- Estudo publicado na Nature aponta que tempestades com granizo maior que uma bola de gude podem crescer entre 38% e 47% até o fim do século, dependendo das emissões de gases de efeito estufa.
- Técnicas de modelagem mostram que o aquecimento global aumenta o vapor d’água e a energia na atmosfera, gerando correntes ascendentes mais fortes e granizo que persiste mais no ar.
- Os maiores granizos podem chegar ao solo com mais peso e velocidade, elevando os danos a estruturas urbanas, veículos, painéis solares e plantações.
- Os prejuízos são expressivos: em torno de US$ 10 bilhões por ano nos Estados Unidos e cerca de US$ 80 bilhões globalmente.
- Regiões com maior aumento previsto incluem Argentina, Europa, Canadá e as planícies do norte dos Estados Unidos; algumas áreas tropicais podem ter queda em granizo menor.
As mudanças climáticas podem tornar o granizo um dos eventos extremos mais caros das próximas décadas. Um estudo publicado na Nature, com repercussão da Associated Press, aponta que o aquecimento global tende a favorecer a formação de pedras maiores e mais danosas, com impactos sobre telhados, veículos, plantações, painéis solares e infraestrutura urbana.
A pesquisa estima que tempestades com granizo maior que uma bola de baralho podem crescer entre 38% e 47% até o fim deste século, a depender das emissões de gases de efeito estufa. Em contrapartida, as tempestades com granizo menor devem diminuir. A lógica é que mais calor mantém mais vapor d’água na atmosfera, alimentando as correntes ascendentes.
A explicação central envolve a atmosfera aquecida: mais vapor d’água gera mais energia e correntes ascendentes mais fortes, o que favorece granizo de maior tamanho. Pesquisadores destacam que pedras maiores sobrevivem melhor ao atravessar camadas de ar e atingem o solo com mais força.
Estudos mostram que granizos de maior peso tendem a causar danos estruturais significativos.

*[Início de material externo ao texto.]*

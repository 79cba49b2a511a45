//! Rendering of an ordered [ServiceGraph] into the source text of a static services class.
//!
//! The output consists of two parts:
//!
//! * a field for every shared service, initialized by calling the implementation's constructor
//! with previously declared fields as arguments,
//! * a generic `Resolve<T>()` method dispatching on the requested type, returning either the
//! cached field or a freshly constructed instance.
//!
//! Per-request services never get a field - a construction expression is inlined at every use
//! site instead, recursively applying the same rules to their own dependencies.

use crate::error::GenerationError;
use crate::graph::{NodeId, ServiceGraph, ServiceNode};
use derive_more::Constructor;
use fxhash::FxHashSet;
use itertools::Itertools;
use tracing::debug;

const INDENT: &str = "    ";

/// Identifiers which need escaping to be used as field names.
const RESERVED_WORDS: &[&str] = &[
    "abstract", "as", "base", "bool", "break", "byte", "case", "catch", "char", "checked",
    "class", "const", "continue", "decimal", "default", "delegate", "do", "double", "else",
    "enum", "event", "explicit", "extern", "false", "finally", "fixed", "float", "for",
    "foreach", "goto", "if", "implicit", "in", "int", "interface", "internal", "is", "lock",
    "long", "namespace", "new", "null", "object", "operator", "out", "override", "params",
    "private", "protected", "public", "readonly", "ref", "return", "sbyte", "sealed", "short",
    "sizeof", "stackalloc", "static", "string", "struct", "switch", "this", "throw", "true",
    "try", "typeof", "uint", "ulong", "unchecked", "unsafe", "ushort", "using", "virtual",
    "void", "volatile", "while",
];

/// Names used in the generated class.
#[derive(Clone, Debug, Eq, PartialEq)]
pub struct EmitterOptions {
    pub namespace: String,
    pub class_name: String,
    pub resolve_method: String,
}

impl Default for EmitterOptions {
    fn default() -> Self {
        Self {
            namespace: "DI".to_string(),
            class_name: "Services".to_string(),
            resolve_method: "Resolve".to_string(),
        }
    }
}

#[derive(Default)]
struct SourceWriter {
    text: String,
}

impl SourceWriter {
    fn line(&mut self, depth: usize, line: &str) {
        for _ in 0..depth {
            self.text.push_str(INDENT);
        }

        self.text.push_str(line);
        self.text.push('\n');
    }

    fn blank(&mut self) {
        self.text.push('\n');
    }
}

/// Renders services classes. Reads the graph only, never modifies it.
#[derive(Clone, Debug, Default, Constructor)]
pub struct CodeEmitter {
    options: EmitterOptions,
}

impl CodeEmitter {
    #[inline]
    pub fn options(&self) -> &EmitterOptions {
        &self.options
    }

    /// Renders the whole services class for services in given order.
    pub fn emit(&self, graph: &ServiceGraph, order: &[NodeId]) -> Result<String, GenerationError> {
        let mut writer = SourceWriter::default();

        writer.line(0, "// <auto-generated />");
        writer.line(0, "using System;");
        writer.blank();
        writer.line(0, &format!("namespace {}", self.options.namespace));
        writer.line(0, "{");
        writer.line(
            1,
            &format!("public static class {}", self.options.class_name),
        );
        writer.line(1, "{");

        let fields = self.emit_fields(graph, order, &mut writer)?;
        if !fields.is_empty() {
            writer.blank();
        }

        self.emit_dispatch(graph, order, &fields, &mut writer)?;

        writer.line(1, "}");
        writer.line(0, "}");

        debug!(
            services = order.len(),
            fields = fields.len(),
            "Emitted services class."
        );

        Ok(writer.text)
    }

    fn emit_fields(
        &self,
        graph: &ServiceGraph,
        order: &[NodeId],
        writer: &mut SourceWriter,
    ) -> Result<FxHashSet<NodeId>, GenerationError> {
        let mut fields = FxHashSet::default();

        for id in order {
            let node = &graph[*id];
            if !node.is_shared() || fields.contains(id) {
                continue;
            }

            let construction = construction_expression(graph, node, &fields)?;
            writer.line(
                2,
                &format!(
                    "private static {} {} = {};",
                    node.requested_type,
                    field_name(node),
                    construction
                ),
            );

            fields.insert(*id);
        }

        Ok(fields)
    }

    fn emit_dispatch(
        &self,
        graph: &ServiceGraph,
        order: &[NodeId],
        fields: &FxHashSet<NodeId>,
        writer: &mut SourceWriter,
    ) -> Result<(), GenerationError> {
        writer.line(
            2,
            &format!("public static T {}<T>()", self.options.resolve_method),
        );
        writer.line(2, "{");

        let mut dispatched = FxHashSet::default();
        let order = order
            .iter()
            .filter(|id| dispatched.insert(**id))
            .collect_vec();

        if order.is_empty() {
            writer.line(
                3,
                "throw new System.InvalidOperationException(\"This code is unreachable.\");",
            );
        }

        for (position, id) in order.iter().enumerate() {
            let node = &graph[**id];
            let instance = if node.is_shared() {
                field_name(node)
            } else {
                format!("({})", construction_expression(graph, node, fields)?)
            };

            let statement = format!("return (T)(object){instance};");

            // the last service acts as the unconditional fallback
            if position + 1 == order.len() {
                writer.line(3, &statement);
            } else {
                writer.line(
                    3,
                    &format!("if (typeof(T) == typeof({}))", node.requested_type),
                );
                writer.line(3, "{");
                writer.line(4, &statement);
                writer.line(3, "}");
                writer.blank();
            }
        }

        writer.line(2, "}");
        Ok(())
    }
}

/// Renders the identifier of a shared service as a field name, escaping reserved words.
pub fn field_name(node: &ServiceNode) -> String {
    if RESERVED_WORDS.contains(&node.identifier.as_str()) {
        format!("@{}", node.identifier)
    } else {
        node.identifier.clone()
    }
}

/// Renders `new Implementation(arguments)` for given service. Shared dependencies must already be
/// present in `fields`, while per-request ones are constructed in place.
pub fn construction_expression(
    graph: &ServiceGraph,
    node: &ServiceNode,
    fields: &FxHashSet<NodeId>,
) -> Result<String, GenerationError> {
    let arguments: Vec<String> = node
        .dependencies
        .iter()
        .map(|id| {
            let dependency = &graph[*id];
            if !dependency.is_shared() {
                construction_expression(graph, dependency, fields)
            } else if fields.contains(id) {
                Ok(field_name(dependency))
            } else {
                Err(GenerationError::MissingField {
                    identifier: dependency.identifier.clone(),
                    required_by: node.implementation_type.clone(),
                })
            }
        })
        .collect::<Result<_, _>>()?;

    Ok(format!(
        "new {}({})",
        node.implementation_type,
        arguments.join(", ")
    ))
}

#[cfg(test)]
mod tests {
    use crate::catalog::{CapabilityType, Catalog, Constructor, TypeIdentity};
    use crate::emitter::{CodeEmitter, EmitterOptions};
    use crate::error::GenerationError;
    use crate::graph::ServiceGraph;
    use crate::ordering::{DependencyCountOrdering, OrderingPolicy, TopologicalOrdering};

    fn resolve(catalog: &Catalog, requested: &[&str]) -> ServiceGraph {
        let requested: Vec<_> = requested.iter().map(|name| TypeIdentity::from(*name)).collect();
        ServiceGraph::resolve(&requested, catalog).unwrap()
    }

    fn emit(graph: &ServiceGraph) -> Result<String, GenerationError> {
        let order = TopologicalOrdering.order(graph).unwrap();
        CodeEmitter::default().emit(graph, &order)
    }

    #[test]
    fn should_emit_unreachable_dispatch_for_empty_graph() {
        let text = emit(&ServiceGraph::default()).unwrap();

        assert!(text.contains("public static T Resolve<T>()"));
        assert!(text.contains(
            "throw new System.InvalidOperationException(\"This code is unreachable.\");"
        ));
        assert!(!text.contains("private static"));
        assert!(!text.contains("return"));
    }

    #[test]
    fn should_emit_fields_for_shared_chain() {
        let catalog = Catalog::try_from_types([
            CapabilityType::abstract_type("IRepository"),
            CapabilityType::concrete("Repository").implementing("IRepository"),
            CapabilityType::abstract_type("IService"),
            CapabilityType::concrete("Service")
                .implementing("IService")
                .with_constructor(Constructor::public(["IRepository"])),
        ])
        .unwrap();
        let text = emit(&resolve(&catalog, &["IService"])).unwrap();

        let repository = text
            .find("private static IRepository repository = new Repository();")
            .unwrap();
        let service = text
            .find("private static IService service = new Service(repository);")
            .unwrap();
        assert!(repository < service);
    }

    #[test]
    fn should_inline_nested_per_request_dependencies() {
        let catalog = Catalog::try_from_types([
            CapabilityType::concrete("Clock"),
            CapabilityType::abstract_type("IRequest").transient(),
            CapabilityType::concrete("Request")
                .implementing("IRequest")
                .with_constructor(Constructor::public(["IContext"])),
            CapabilityType::abstract_type("IContext").transient(),
            CapabilityType::concrete("Context")
                .implementing("IContext")
                .with_constructor(Constructor::public(["Clock"])),
            CapabilityType::concrete("Handler").with_constructor(Constructor::public(["IRequest"])),
        ])
        .unwrap();
        let text = emit(&resolve(&catalog, &["Handler", "IRequest"])).unwrap();

        assert!(text.contains(
            "private static Handler handler = new Handler(new Request(new Context(clock)));"
        ));
        assert!(text.contains("return (T)(object)(new Request(new Context(clock)));"));
        assert!(!text.contains(" request "));
        assert!(!text.contains(" context "));
    }

    #[test]
    fn should_use_last_service_as_fallback() {
        let catalog = Catalog::try_from_types([
            CapabilityType::concrete("A"),
            CapabilityType::concrete("B"),
        ])
        .unwrap();
        let text = emit(&resolve(&catalog, &["A", "B"])).unwrap();

        assert!(text.contains("if (typeof(T) == typeof(A))"));
        assert!(!text.contains("typeof(B)"));
        assert!(text.contains("return (T)(object)b;"));
    }

    #[test]
    fn should_report_missing_field_for_invalid_order() {
        let catalog = Catalog::try_from_types([
            CapabilityType::concrete("A").with_constructor(Constructor::public(["X"])),
            CapabilityType::concrete("X").with_constructor(Constructor::public(["L1", "L2"])),
            CapabilityType::concrete("L1"),
            CapabilityType::concrete("L2"),
        ])
        .unwrap();
        let graph = resolve(&catalog, &["A"]);
        let order = DependencyCountOrdering.order(&graph).unwrap();

        assert_eq!(
            CodeEmitter::default().emit(&graph, &order).unwrap_err(),
            GenerationError::MissingField {
                identifier: "x".to_string(),
                required_by: "A".into(),
            }
        );
    }

    #[test]
    fn should_escape_reserved_identifiers() {
        let catalog = Catalog::try_from_types([CapabilityType::concrete("System.Object")]).unwrap();
        let text = emit(&resolve(&catalog, &["System.Object"])).unwrap();

        assert!(text.contains("private static System.Object @object = new System.Object();"));
        assert!(text.contains("return (T)(object)@object;"));
    }

    #[test]
    fn should_use_configured_names() {
        let emitter = CodeEmitter::new(EmitterOptions {
            namespace: "App.Generated".to_string(),
            class_name: "Container".to_string(),
            resolve_method: "Get".to_string(),
        });
        let text = emitter.emit(&ServiceGraph::default(), &[]).unwrap();

        assert!(text.contains("namespace App.Generated"));
        assert!(text.contains("public static class Container"));
        assert!(text.contains("public static T Get<T>()"));
    }
}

Em termos financeiros, o granizo gera perdas bilionárias nos Estados Unidos e no mundo, com estimativas de cerca de US$ 10 bilhões anuais no país e US$ 80 bilhões globalmente.
Especialistas ressaltam que padrões de construção não acompanham a intensificação dessas tempestades. Granizos de aproximadamente cinco centímetros podem causar grandes danos a veículos, telhados, painéis solares e outras infraestruturas, conforme reconhecido por pesquisadores da ETH Zurich.
O relatório aponta que a expansão urbana em áreas vulneráveis e a ampliação de equipamentos expostos, como usinas solares, elevam o risco de danos. A resiliência de cidades depende de onde constroem, do que constroem e do nível de proteção adotado.
Modelagens em 3D simulam cenários climáticos para entender a formação de granizo. Os autores destacam que o aumento do vapor d’água por cada grau de aquecimento eleva a capacidade de granizar, mantendo as pedras no ar por mais tempo para crescer.
Segundo os pesquisadores, regiões como Argentina, Europa, Canadá e as planícies do norte dos EUA devem enfrentar os maiores aumentos de granizo extremo. Já em áreas tropicais, pode ocorrer redução de granizo menor devido ao derretimento rápido das pedras antes de tocar o solo.